What you need to do: Transcribe, word for word and without additions, each line below from the one containing "use std::time::Duration;" through the one containing "#[derive(Clone, Copy, Debug, Default, PartialEq, Eq)]", both ends included.

Supplied data Block Start

//! Items flowing between stages, and the resolved run options.

use anyhow::bail;
use std::cmp::Ordering;
use std::fmt;
use std::path::{Path, PathBuf};
use std::str::FromStr;
use std::time::Duration;

use crate::engine::tools::{lexicographic_cmp, natural_cmp};
use crate::metadata::ImageMetadata;
use crate::task::WorkItem;
use crate::utils::config::{
    ContextDefaults, DEFAULT_BACKEND, DEFAULT_BACKEND_URL, DEFAULT_ENHANCE_MODEL_NAME,
    DEFAULT_ENHANCE_OUTPUT_FORMAT, DEFAULT_ENHANCE_PROMPT, DEFAULT_IMAGE_EXTENSIONS,
    DEFAULT_MODEL_CONTEXT_LENGTH, DEFAULT_MODEL_NAME, DEFAULT_OUTPUT_FORMAT, DEFAULT_PROMPT,
    GeocodeDefaults, PipelineDefaults, StageThreads,
};

// ---- Stage items ----

/// An image together with its extracted metadata.
#[derive(Clone, Debug, PartialEq)]
pub struct MetadataItem {
    pub path: PathBuf,
    pub metadata: ImageMetadata,
}

impl WorkItem for MetadataItem {
    fn source(&self) -> &Path {
        &self.path
    }
}

/// An image's existing description plus the descriptions of its nearest neighbours.
#[derive(Clone, Debug, PartialEq)]
pub struct ContextItem {
    pub path: PathBuf,
    pub original: String,
    /// Closest first.
    pub context: Vec<String>,
}

impl WorkItem for ContextItem {
    fn source(&self) -> &Path {
        &self.path
    }
}

/// Content (or the reason there is none) to persist for one image.
#[derive(Clone, Debug, PartialEq)]
pub struct WriteItem {
    pub path: PathBuf,
    /// `Err` holds the message written to the error artifact.
    pub content: Result<String, String>,
    pub metadata: Option<ImageMetadata>,
}

impl WriteItem {
    pub fn success(path: PathBuf, content: String, metadata: Option<ImageMetadata>) -> Self {
        Self {
            path,
            content: Ok(content),
            metadata,
        }
    }
}

impl WorkItem for WriteItem {
    fn source(&self) -> &Path {
        &self.path
    }

    fn from_failure(source: &Path, error: &anyhow::Error) -> Option<Self> {
        Some(Self {
            path: source.to_path_buf(),
            content: Err(format!("{error:#}")),
            metadata: None,
        })
    }
}

// ---- Sort order ----

/// Order of files and subdirectories within one discovered directory.
#[derive(Clone, Copy, Debug, Default, PartialEq, Eq)]
pub enum SortOrder {
    NaturalAsc,
    #[default]
    NaturalDesc,
    LexicographicAsc,
    LexicographicDesc,
}

impl SortOrder {
    pub fn compare(&self, a: &str, b: &str) -> Ordering {
        match self {
            SortOrder::NaturalAsc => natural_cmp(a, b),
            SortOrder::NaturalDesc => natural_cmp(b, a),
            SortOrder::LexicographicAsc => lexicographic_cmp(a, b),
            SortOrder::LexicographicDesc => lexicographic_cmp(b, a),
        }
    }

    pub fn as_str(&self) -> &'static str {
        match self {
            SortOrder::NaturalAsc => "natural-asc",
            SortOrder::NaturalDesc => "natural-desc",
            SortOrder::LexicographicAsc => "lexicographic-asc",
            SortOrder::LexicographicDesc => "lexicographic-desc",
        }
    }
}

impl FromStr for SortOrder {
    type Err = anyhow::Error;

    fn from_str(s: &str) -> Result<Self, Self::Err> {
        match s.trim().to_ascii_lowercase().as_str() {
            "natural-asc" | "name-asc" | "natural" => Ok(SortOrder::NaturalAsc),
            "natural-desc" | "name-desc" => Ok(SortOrder::NaturalDesc),
            "lexicographic-asc" | "lexicographic" => Ok(SortOrder::LexicographicAsc),
            "lexicographic-desc" => Ok(SortOrder::LexicographicDesc),
            other => bail!(
                "unknown sort order '{other}' (expected natural-asc, natural-desc, lexicographic-asc, lexicographic-desc)"
            ),
        }
    }
}

impl fmt::Display for SortOrder {
    fn fmt(&self, f: &mut fmt::Formatter<'_>) -> fmt::Result {
        f.write_str(self.as_str())
    }
}

// ---- Pipelines ----

#[derive(Clone, Copy, Debug, PartialEq, Eq)]
pub enum PipelineKind {
    Describe,
    Enhance,
    Geolocate,
}

impl PipelineKind {
    pub const ALL: [PipelineKind; 3] = [
        PipelineKind::Describe,
        PipelineKind::Enhance,
        PipelineKind::Geolocate,
    ];

    pub fn name(&self) -> &'static str {
        match self {
            PipelineKind::Describe => "describe",
            PipelineKind::Enhance => "enhance",
            PipelineKind::Geolocate => "geolocate",
        }
    }
}

impl FromStr for PipelineKind {
    type Err = anyhow::Error;

    fn from_str(s: &str) -> Result<Self, Self::Err> {
        match s.trim().to_ascii_lowercase().as_str() {
            "describe" => Ok(PipelineKind::Describe),
            "enhance" => Ok(PipelineKind::Enhance),
            "geolocate" | "geocode" => Ok(PipelineKind::Geolocate),
            other => bail!("unknown pipeline '{other}' (see --list)"),
        }
    }
}

impl fmt::Display for PipelineKind {
    fn fmt(&self, f: &mut fmt::Formatter<'_>) -> fmt::Result {
        f.write_str(self.name())
    }
}

// ---- Options ----

/// Vision model settings for the describe pipeline.
#[derive(Clone, Debug, PartialEq)]
pub struct DescribeOpts {
    pub model: String,
    /// Placeholders: `{datetime}`, `{location}`, `{camera}`, `{filename}`.
    pub prompt: String,
    /// Placeholders: `{datetime}`, `{location}`, `{content}`, `{filename}`.
    pub output_format: String,
}

impl Default for DescribeOpts {
    fn default() -> Self {
        Self {
            model: DEFAULT_MODEL_NAME.to_string(),
            prompt: DEFAULT_PROMPT.to_string(),
            output_format: DEFAULT_OUTPUT_FORMAT.to_string(),
        }
    }
}

/// Text model and context settings for the enhance pipeline.
#[derive(Clone, Debug, PartialEq)]
pub struct EnhanceOpts {
    pub model: String,
    /// Placeholders: `{context_section}`, `{original_description}`.
    pub prompt: String,
    pub output_format: String,
    /// Placeholder: `{items}`.
    pub context_template: String,
    /// Placeholders: `{number}`, `{description}`.
    pub context_item_template: String,
    pub context_item_max_length: usize,
    pub max_context_in_prompt: usize,
    pub max_context_items: usize,
    /// Token window the text model is loaded with. 0 keeps whatever the server uses.
    pub model_context_length: usize,
}

impl Default for EnhanceOpts {
    fn default() -> Self {
        Self {
            model: DEFAULT_ENHANCE_MODEL_NAME.to_string(),
            prompt: DEFAULT_ENHANCE_PROMPT.to_string(),
            output_format: DEFAULT_ENHANCE_OUTPUT_FORMAT.to_string(),
            context_template: ContextDefaults::CONTEXT_TEMPLATE.to_string(),
            context_item_template: ContextDefaults::CONTEXT_ITEM_TEMPLATE.to_string(),
            context_item_max_length: ContextDefaults::CONTEXT_ITEM_MAX_LENGTH,
            max_context_in_prompt: ContextDefaults::MAX_CONTEXT_IN_PROMPT,
            max_context_items: ContextDefaults::MAX_CONTEXT_ITEMS,
            model_context_length: DEFAULT_MODEL_CONTEXT_LENGTH,
        }
    }
}

#[derive(Clone, Debug, PartialEq)]
pub struct GeocodeOpts {
    pub url: String,
    pub initial_wait: Duration,
    pub max_retries: u32,
}

impl Default for GeocodeOpts {
    fn default() -> Self {
        Self {
            url: GeocodeDefaults::NOMINATIM_URL.to_string(),
            initial_wait: GeocodeDefaults::INITIAL_WAIT,
            max_retries: GeocodeDefaults::MAX_RETRIES,
        }
    }
}

/// Fully resolved options (defaults, then config file, then environment, then CLI).
#[derive(Clone, Debug, PartialEq)]
pub struct Opts {
    pub input_dir: PathBuf,
    /// Empty means "same as `input_dir`".
    pub output_dir: PathBuf,
    pub sort_order: SortOrder,
    /// Lowercase, with leading dot.
    pub extensions: Vec<String>,
    pub backpressure: f64,
    pub status_interval: Duration,
    /// Reprocess everything, ignoring existing artifacts. Wins over `retry_failed`.
    pub retry: bool,
    /// Reprocess items whose last attempt left an error artifact.
    pub retry_failed: bool,
    pub verbose: bool,
    pub backend: String,
    pub backend_url: String,
    pub threads: StageThreads,
    pub describe: DescribeOpts,
    pub enhance: EnhanceOpts,
    pub geocode: GeocodeOpts,
}

impl Default for Opts {
    fn default() -> Self {
        Self {
            input_dir: PathBuf::from("."),
            output_dir: PathBuf::new(),
            sort_order: SortOrder::default(),
            extensions: DEFAULT_IMAGE_EXTENSIONS
                .iter()
                .map(|e| e.to_string())
                .collect(),
            backpressure: PipelineDefaults::BACKPRESSURE_MULTIPLIER,
            status_interval: PipelineDefaults::STATUS_INTERVAL,
            retry: false,
            retry_failed: false,
            verbose: false,
            backend: DEFAULT_BACKEND.to_string(),
            backend_url: DEFAULT_BACKEND_URL.to_string(),
            threads: StageThreads::current(),
            describe: DescribeOpts::default(),
            enhance: EnhanceOpts::default(),
            geocode: GeocodeOpts::default(),
        }
    }
}

impl Opts {
    /// Options for processing `input` into `output` (or in place when `None`).
    pub fn for_dirs(input: impl Into<PathBuf>, output: Option<PathBuf>) -> Self {
        let input_dir = input.into();
        Self {
            output_dir: output.unwrap_or_else(|| input_dir.clone()),
            input_dir,
            ..Default::default()
        }
    }
}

Supplied data Block End

Expected answer:
use std::time::Duration;

use crate::engine::tools::{lexicographic_cmp, natural_cmp};
use crate::metadata::ImageMetadata;
use crate::task::WorkItem;
use crate::utils::config::{
    ContextDefaults, DEFAULT_BACKEND, DEFAULT_BACKEND_URL, DEFAULT_ENHANCE_MODEL_NAME,
    DEFAULT_ENHANCE_OUTPUT_FORMAT, DEFAULT_ENHANCE_PROMPT, DEFAULT_IMAGE_EXTENSIONS,
    DEFAULT_MODEL_CONTEXT_LENGTH, DEFAULT_MODEL_NAME, DEFAULT_OUTPUT_FORMAT, DEFAULT_PROMPT,
    GeocodeDefaults, PipelineDefaults, StageThreads,
};

// ---- Stage items ----

/// An image together with its extracted metadata.
#[derive(Clone, Debug, PartialEq)]
pub struct MetadataItem {
    pub path: PathBuf,
    pub metadata: ImageMetadata,
}

impl WorkItem for MetadataItem {
    fn source(&self) -> &Path {
        &self.path
    }
}

/// An image's existing description plus the descriptions of its nearest neighbours.
#[derive(Clone, Debug, PartialEq)]
pub struct ContextItem {
    pub path: PathBuf,
    pub original: String,
    /// Closest first.
    pub context: Vec<String>,
}

impl WorkItem for ContextItem {
    fn source(&self) -> &Path {
        &self.path
    }
}

/// Content (or the reason there is none) to persist for one image.
#[derive(Clone, Debug, PartialEq)]
pub struct WriteItem {
    pub path: PathBuf,
    /// `Err` holds the message written to the error artifact.
    pub content: Result<String, String>,
    pub metadata: Option<ImageMetadata>,
}

impl WriteItem {
    pub fn success(path: PathBuf, content: String, metadata: Option<ImageMetadata>) -> Self {
        Self {
            path,
            content: Ok(content),
            metadata,
        }
    }
}

impl WorkItem for WriteItem {
    fn source(&self) -> &Path {
        &self.path
    }

    fn from_failure(source: &Path, error: &anyhow::Error) -> Option<Self> {
        Some(Self {
            path: source.to_path_buf(),
            content: Err(format!("{error:#}")),
            metadata: None,
        })
    }
}

// ---- Sort order ----

/// Order of files and subdirectories within one discovered directory.
#[derive(Clone, Copy, Debug, Default, PartialEq, Eq)]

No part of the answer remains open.